If symptoms persist. . .

0 CRIME! What liberties are commit- ted in thy name!

Prison is, of course, by far the safest place to be for a law-abiding citizen like myself. At least I am protected there from the activities of criminals by prison officers built like bomb shelters. When- ever I see the relatives of the prisoners lining up at the gate to visit, I realise by what a slender thread I hang on to my wallet, my house remains unburgled or my car unvandalised. There is no one to protect me outside of prison. Why, even the three-year-olds already look like hardened and determined criminals.

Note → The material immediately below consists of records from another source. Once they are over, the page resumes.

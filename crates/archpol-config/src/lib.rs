#![forbid(unsafe_code)]
#![deny(
    warnings,
    dead_code,
    unused,
    unused_imports,
    unused_must_use,
    unreachable_pub,
    clippy::all,
    clippy::pedantic,
    clippy::nursery,
    rustdoc::broken_intra_doc_links,
    rustdoc::bare_urls,
    missing_docs
)]
#![allow(clippy::redundant_pub_crate)]

//! Engine limits and defaults for archive policy validation.
//!
//! Layout: `model.rs` (typed limits and defaults), `defaults.rs` (built-in
//! values), `validate.rs` (strict document parsing), `loader.rs` (file and
//! environment loading).

pub mod defaults;
pub mod error;
pub mod loader;
pub mod model;
pub mod validate;

pub use error::{ConfigError, ConfigResult};
pub use loader::{load_from_env, load_from_path};
pub use model::{EngineConfig, EngineLimits, WizardDefaults};
pub use validate::parse_document;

They learn their psychopathy young round here, on their father's knee — quite literally. Last week, I was listening to a murderer's tale of woe — 'and the next thing I knew, doctor, she was on the floor and I was begging her to get up' — when a prison officer entered the room flushed and out of breath.

'Can you come down the visits, doc- tor?' he asked. 'There's a sick child there.'

'Excuse me,' I said to the murderer, just as he was coming to his explanation of how his wife got on to the floor in the first place. 'I'll be back in a minute.'

Grabbing a stethoscope and one or two other instruments, I rushed across the yard, patrolled by alsatians, to the large room in which prisoners sat at tables across which they spoke to their visitors, desperately trying to cram as many words as possible into a few min- utes. One prisoner, however, was sitting on a single chair, surrounded by worried looking officers and with a nine-month- old baby on his lap. The prisoner was huge, his offspring tiny.

'Sorry to bother you, doctor,' said one of the officers. 'But the mother was visit- ing Smith when she ran out and left him holding the baby.'

The baby was sweet, with big bright brown eyes and a little gurgling smile. But the officers were more frightened of its nappies than of a prison riot.

'I don't need a fucking doctor,' said the father. 'I need the fucking welfare officer.'

I returned with relief to my nice polite murderer.

'As I was saying, doctor, me and my missis was having a few rows like . . . '

In the next room I could hear two women officers discussing the recent shocking events in another establishment (as the staff call prison).

'The inmates held her up in the kitchen and grabbed her gold chain,' said one, describing how a woman officer had been mugged by prisoners.

'It's getting as bad as the streets,' said the other.

Well, not quite. Sometimes prison depresses me — or does my head in, in prison parlance — so I went later that day to a bookshop in the city, to reassure myself that a better and more cultured, civilised world existed. But as I walked towards the shop, about six security guards rushed past me, nearly knocking me over, in pursuit of a thief. He fled into a ladies' wear shop and wouldn't come out. The security guards waited for him outside, anticipating with pleasure his inevitable, though possibly violent, capture.

'See you on the in,' I thought as I con- tinued on my way.

The first shelves in the bookshop were dedicated to True Crime.